Scientists have long suspected that PFAS disrupt the body's ability to regulate metabolism, potentially raising the risk of obesity, type 2 diabetes, and a liver condition called metabolic-associated steatotic liver disease. But the biological pathways connecting chemical exposure to those diseases remain poorly understood. That's the gap this research aims to close.
Metabolic disease burden: California vs. the nation
Source: NationGraph.
The project draws on data from more than 50,000 participants across 18 different population cohorts, giving researchers an unusually broad base to study how PFAS exposure plays out across different ages, ethnicities, and health backgrounds. Lab work will use three-dimensional liver tissue cultures and advanced genetic analysis to watch how the chemicals disrupt metabolic function at the cellular level.

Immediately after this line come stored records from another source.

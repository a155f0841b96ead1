//! Operator semantics.
//!
//! The interpreter never inspects operand kinds itself: every operator goes
//! through an [`Arithmetic`], so an embedder can swap in different coercion
//! rules. [`JexlArithmetic`] is the default.
//!
//! # Coercions
//!
//! - Every number is an exact rational; `10 / 3 * 3` is `10`.
//! - Booleans count as 0 and 1 for arithmetic and ordering.
//! - `+` with a string on either side concatenates.
//! - Numeric strings coerce to numbers for the other arithmetic operators.
//! - Nil coerces to 0 (or "" when concatenating) unless the arithmetic is
//!   strict, in which case it is an unsupported operand.

use std::cmp::Ordering;
use std::fmt;
use std::num::NonZeroUsize;

use jexl_ir::Number;
use lru::LruCache;
use num_bigint::BigInt;
use num_traits::Zero;
use parking_lot::Mutex;
use regex::Regex;
use rustc_hash::FxHashSet;
use tracing::trace;

use crate::errors::{self, EvalError, EvalResult};
use crate::value::{pair_addr, Value};

/// Compiled `=~` patterns kept per arithmetic instance.
const PATTERN_CACHE_CAPACITY: usize = 64;

/// Operator implementations used by the interpreter.
pub trait Arithmetic: Send + Sync {
    /// Strict arithmetic rejects nil operands and makes relational
    /// operators fail on incomparable kinds instead of yielding false.
    fn is_strict(&self) -> bool;

    /// Numeric view of a value, for ranges and indices.
    fn to_number(&self, value: &Value) -> Result<Number, EvalError>;

    fn add(&self, left: &Value, right: &Value) -> EvalResult;
    fn subtract(&self, left: &Value, right: &Value) -> EvalResult;
    fn multiply(&self, left: &Value, right: &Value) -> EvalResult;
    fn divide(&self, left: &Value, right: &Value) -> EvalResult;
    fn modulo(&self, left: &Value, right: &Value) -> EvalResult;
    fn negate(&self, operand: &Value) -> EvalResult;

    /// Total order within a kind; `UnsupportedOperand` across kinds.
    fn compare(&self, left: &Value, right: &Value) -> Result<Ordering, EvalError>;
    fn equals(&self, left: &Value, right: &Value) -> bool;
    fn to_boolean(&self, value: &Value) -> bool;

    /// `item =~ container`.
    fn contains(&self, container: &Value, item: &Value) -> Result<bool, EvalError>;
    fn starts_with(&self, left: &Value, right: &Value) -> Result<bool, EvalError>;
    fn ends_with(&self, left: &Value, right: &Value) -> Result<bool, EvalError>;

    fn bit_and(&self, left: &Value, right: &Value) -> EvalResult;
    fn bit_or(&self, left: &Value, right: &Value) -> EvalResult;
    fn bit_xor(&self, left: &Value, right: &Value) -> EvalResult;
    fn bit_complement(&self, operand: &Value) -> EvalResult;
    fn shift_left(&self, left: &Value, right: &Value) -> EvalResult;
    fn shift_right(&self, left: &Value, right: &Value) -> EvalResult;
    fn shift_right_unsigned(&self, left: &Value, right: &Value) -> EvalResult;

    fn is_empty(&self, value: &Value) -> bool;
    fn size(&self, value: &Value) -> Result<usize, EvalError>;
}

/// Default arithmetic over exact rationals.
pub struct JexlArithmetic {
    strict: bool,
    patterns: Mutex<LruCache<String, Regex>>,
}

impl JexlArithmetic {
    pub fn new(strict: bool) -> Self {
        let capacity = NonZeroUsize::new(PATTERN_CACHE_CAPACITY).unwrap_or(NonZeroUsize::MIN);
        JexlArithmetic {
            strict,
            patterns: Mutex::new(LruCache::new(capacity)),
        }
    }

    /// Numeric view used by arithmetic operators.
    fn coerce(&self, value: &Value) -> Option<Number> {
        match value {
            Value::Number(n) => Some(n.clone()),
            Value::Bool(b) => Some(bool_number(*b)),
            Value::Str(s) => parse_numeric(s),
            Value::Nil if !self.strict => Some(Number::zero()),
            Value::Object(obj) => obj.to_number(),
            _ => None,
        }
    }

    fn operands(&self, op: &str, left: &Value, right: &Value) -> Result<(Number, Number), EvalError> {
        match (self.coerce(left), self.coerce(right)) {
            (Some(a), Some(b)) => Ok((a, b)),
            _ => Err(errors::unsupported_operand(op, left, Some(right))),
        }
    }

    /// Integer operands for the bitwise operators, truncated toward zero.
    fn integer_operands(&self, op: &str, left: &Value, right: &Value) -> Result<(i64, i64), EvalError> {
        let (a, b) = self.operands(op, left, right)?;
        Ok((a.to_i64_saturating(), b.to_i64_saturating()))
    }

    fn pattern(&self, source: &str) -> Result<Regex, EvalError> {
        let mut cache = self.patterns.lock();
        if let Some(re) = cache.get(source) {
            return Ok(re.clone());
        }
        trace!(pattern = source, "compiling pattern");
        let re = Regex::new(&format!("^(?:{source})$"))
            .map_err(|e| errors::invalid_regex(source, &e.to_string()))?;
        cache.put(source.to_string(), re.clone());
        Ok(re)
    }
}

impl Default for JexlArithmetic {
    fn default() -> Self {
        JexlArithmetic::new(false)
    }
}

impl fmt::Debug for JexlArithmetic {
    fn fmt(&self, f: &mut fmt::Formatter<'_>) -> fmt::Result {
        f.debug_struct("JexlArithmetic")
            .field("strict", &self.strict)
            .finish_non_exhaustive()
    }
}

fn bool_number(b: bool) -> Number {
    if b {
        Number::one()
    } else {
        Number::zero()
    }
}

/// `"12"`, `" -1.5 "`, `"+3"`; anything else is not numeric.
fn parse_numeric(text: &str) -> Option<Number> {
    let text = text.trim();
    let (negative, digits) = match text.as_bytes().first() {
        Some(b'-') => (true, &text[1..]),
        Some(b'+') => (false, &text[1..]),
        _ => (false, text),
    };
    let n = Number::parse_decimal(digits)?;
    Some(if negative {
        Number::from_rational(-n.into_rational())
    } else {
        n
    })
}

/// Ordering view: numbers, booleans and numeric host objects. Strings are
/// not numeric here, so `"10" < 9` is a kind mismatch.
/// `==` under the default arithmetic: ordering equality where the kinds
/// are ordered, element-wise equality for collections. Builtins such as
/// `contains` and `indexOf` match elements with it.
pub fn loose_equals(left: &Value, right: &Value) -> bool {
    equals_in(left, right, &mut FxHashSet::default())
}

fn compare_values(left: &Value, right: &Value) -> Result<Ordering, EvalError> {
    match (left, right) {
        (Value::Str(a), Value::Str(b)) => Ok(a.cmp(b)),
        (Value::Nil, Value::Nil) => Ok(Ordering::Equal),
        _ => match (ordinal(left), ordinal(right)) {
            (Some(a), Some(b)) => Ok(a.cmp(&b)),
            _ => Err(errors::unsupported_operand("<=>", left, Some(right))),
        },
    }
}

/// Equality with the collection pairs already under comparison; a pair met
/// again (a cycle) counts as equal.
fn equals_in(left: &Value, right: &Value, seen: &mut FxHashSet<(usize, usize)>) -> bool {
    match compare_values(left, right) {
        Ok(ordering) => ordering == Ordering::Equal,
        Err(_) => structural_equals(left, right, seen),
    }
}

fn structural_equals(left: &Value, right: &Value, seen: &mut FxHashSet<(usize, usize)>) -> bool {
    if left.ptr_eq(right) {
        return true;
    }
    match (left, right) {
        (Value::Nil, Value::Nil) => true,
        (Value::Array(a), Value::Array(b)) => {
            if !seen.insert(pair_addr(left, right)) {
                return true;
            }
            let (a, b) = (a.read(), b.read());
            a.len() == b.len() && a.iter().zip(b.iter()).all(|(x, y)| equals_in(x, y, seen))
        }
        (Value::Map(a), Value::Map(b)) => {
            if !seen.insert(pair_addr(left, right)) {
                return true;
            }
            let (a, b) = (a.read(), b.read());
            a.len() == b.len()
                && a.iter().all(|(k, x)| b.get(k).is_some_and(|y| equals_in(x, y, seen)))
        }
        _ => false,
    }
}

fn ordinal(value: &Value) -> Option<Number> {
    match value {
        Value::Number(n) => Some(n.clone()),
        Value::Bool(b) => Some(bool_number(*b)),
        Value::Object(obj) => obj.to_number(),
        _ => None,
    }
}

fn int_value(n: i64) -> Value {
    Value::int(n)
}

/// Shift distances use the low six bits, as on 64-bit hardware.
fn shift_amount(n: i64) -> u32 {
    u32::try_from(n & 63).unwrap_or(0)
}

impl Arithmetic for JexlArithmetic {
    fn is_strict(&self) -> bool {
        self.strict
    }

    fn to_number(&self, value: &Value) -> Result<Number, EvalError> {
        self.coerce(value).ok_or_else(|| {
            errors::unsupported_operation(format!("cannot convert {} to a number", value.type_name()))
        })
    }

    fn add(&self, left: &Value, right: &Value) -> EvalResult {
        if matches!(left, Value::Str(_)) || matches!(right, Value::Str(_)) {
            if self.strict && (left.is_nil() || right.is_nil()) {
                return Err(errors::unsupported_operand("+", left, Some(right)));
            }
            let mut s = left.to_plain_string();
            s.push_str(&right.to_plain_string());
            return Ok(Value::string(s));
        }
        let (a, b) = self.operands("+", left, right)?;
        Ok(Value::Number(Number::from_rational(
            a.as_rational() + b.as_rational(),
        )))
    }

    fn subtract(&self, left: &Value, right: &Value) -> EvalResult {
        let (a, b) = self.operands("-", left, right)?;
        Ok(Value::Number(Number::from_rational(
            a.as_rational() - b.as_rational(),
        )))
    }

    fn multiply(&self, left: &Value, right: &Value) -> EvalResult {
        let (a, b) = self.operands("*", left, right)?;
        Ok(Value::Number(Number::from_rational(
            a.as_rational() * b.as_rational(),
        )))
    }

    fn divide(&self, left: &Value, right: &Value) -> EvalResult {
        let (a, b) = self.operands("/", left, right)?;
        if b.is_zero() {
            return Err(errors::division_by_zero());
        }
        Ok(Value::Number(Number::from_rational(
            a.as_rational() / b.as_rational(),
        )))
    }

    fn modulo(&self, left: &Value, right: &Value) -> EvalResult {
        let (a, b) = self.operands("%", left, right)?;
        let (a, b): (BigInt, BigInt) = (a.trunc(), b.trunc());
        if b.is_zero() {
            return Err(errors::division_by_zero());
        }
        // BigInt `%` truncates: the remainder takes the dividend's sign.
        Ok(Value::Number(Number::from(a % b)))
    }

    fn negate(&self, operand: &Value) -> EvalResult {
        match operand {
            Value::Bool(b) => Ok(Value::Bool(!b)),
            other => match self.coerce(other) {
                Some(n) => Ok(Value::Number(Number::from_rational(-n.into_rational()))),
                None => Err(errors::unsupported_operand("-", other, None)),
            },
        }
    }

    fn compare(&self, left: &Value, right: &Value) -> Result<Ordering, EvalError> {
        compare_values(left, right)
    }

    fn equals(&self, left: &Value, right: &Value) -> bool {
        loose_equals(left, right)
    }

    fn to_boolean(&self, value: &Value) -> bool {
        match value {
            Value::Nil => false,
            Value::Bool(b) => *b,
            Value::Number(n) => !n.is_zero(),
            Value::Str(s) => !s.is_empty(),
            Value::Array(items) => !items.read().is_empty(),
            Value::Map(entries) => !entries.read().is_empty(),
            Value::Function(_) => true,
            Value::Object(obj) => obj.to_number().map_or(true, |n| !n.is_zero()),
        }
    }

    fn contains(&self, container: &Value, item: &Value) -> Result<bool, EvalError> {
        match container {
            Value::Str(pattern) => {
                let re = self.pattern(pattern)?;
                Ok(re.is_match(&item.to_plain_string()))
            }
            Value::Array(items) => {
                let items = items.read();
                Ok(items.iter().any(|x| self.equals(x, item)))
            }
            Value::Map(entries) => Ok(entries.read().contains_key(&item.to_plain_string())),
            other => Ok(self.equals(other, item)),
        }
    }

    fn starts_with(&self, left: &Value, right: &Value) -> Result<bool, EvalError> {
        match left {
            Value::Array(items) => Ok(items.read().first().is_some_and(|x| self.equals(x, right))),
            Value::Nil if !self.strict => Ok(false),
            Value::Nil => Err(errors::unsupported_operand("=^", left, Some(right))),
            other => Ok(other.to_plain_string().starts_with(&right.to_plain_string())),
        }
    }

    fn ends_with(&self, left: &Value, right: &Value) -> Result<bool, EvalError> {
        match left {
            Value::Array(items) => Ok(items.read().last().is_some_and(|x| self.equals(x, right))),
            Value::Nil if !self.strict => Ok(false),
            Value::Nil => Err(errors::unsupported_operand("=$", left, Some(right))),
            other => Ok(other.to_plain_string().ends_with(&right.to_plain_string())),
        }
    }

    fn bit_and(&self, left: &Value, right: &Value) -> EvalResult {
        if let (Value::Bool(a), Value::Bool(b)) = (left, right) {
            return Ok(Value::Bool(*a & *b));
        }
        let (a, b) = self.integer_operands("&", left, right)?;
        Ok(int_value(a & b))
    }

    fn bit_or(&self, left: &Value, right: &Value) -> EvalResult {
        if let (Value::Bool(a), Value::Bool(b)) = (left, right) {
            return Ok(Value::Bool(*a | *b));
        }
        let (a, b) = self.integer_operands("|", left, right)?;
        Ok(int_value(a | b))
    }

    fn bit_xor(&self, left: &Value, right: &Value) -> EvalResult {
        if let (Value::Bool(a), Value::Bool(b)) = (left, right) {
            return Ok(Value::Bool(*a ^ *b));
        }
        let (a, b) = self.integer_operands("^", left, right)?;
        Ok(int_value(a ^ b))
    }

    fn bit_complement(&self, operand: &Value) -> EvalResult {
        match operand {
            Value::Bool(b) => Ok(Value::Bool(!b)),
            other => match self.coerce(other) {
                Some(n) => Ok(int_value(!n.to_i64_saturating())),
                None => Err(errors::unsupported_operand("~", other, None)),
            },
        }
    }

    fn shift_left(&self, left: &Value, right: &Value) -> EvalResult {
        let (a, b) = self.integer_operands("<<", left, right)?;
        Ok(int_value(a.wrapping_shl(shift_amount(b))))
    }

    fn shift_right(&self, left: &Value, right: &Value) -> EvalResult {
        let (a, b) = self.integer_operands(">>", left, right)?;
        Ok(int_value(a.wrapping_shr(shift_amount(b))))
    }

    #[allow(clippy::cast_sign_loss, clippy::cast_possible_wrap)]
    fn shift_right_unsigned(&self, left: &Value, right: &Value) -> EvalResult {
        let (a, b) = self.integer_operands(">>>", left, right)?;
        Ok(int_value(((a as u64) >> shift_amount(b)) as i64))
    }

    fn is_empty(&self, value: &Value) -> bool {
        match value {
            Value::Nil => true,
            Value::Str(s) => s.is_empty(),
            Value::Array(items) => items.read().is_empty(),
            Value::Map(entries) => entries.read().is_empty(),
            _ => false,
        }
    }

    fn size(&self, value: &Value) -> Result<usize, EvalError> {
        match value {
            Value::Nil => Ok(0),
            Value::Str(s) => Ok(s.chars().count()),
            Value::Array(items) => Ok(items.read().len()),
            Value::Map(entries) => Ok(entries.read().len()),
            other => Err(errors::unsupported_operand("size", other, None)),
        }
    }
}

#[cfg(test)]
mod tests;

A notable piece of the project focuses on translating findings into practical interventions, working directly with affected communities to develop prevention strategies tailored to their circumstances. The emphasis on diverse cohorts also reflects a broader push in environmental health research to ensure findings apply across racial and socioeconomic groups, not just the populations historically overrepresented in clinical studies. Similar federally funded investigations are examining PFAS from other angles, including Michigan research exploring a possible link between forever chemicals and lupus.
The research program is structured to run over several years, with findings expected to inform both clinical risk assessment and public health guidance. Whether those findings eventually shape drinking water regulations or treatment guidelines will depend on what the data show.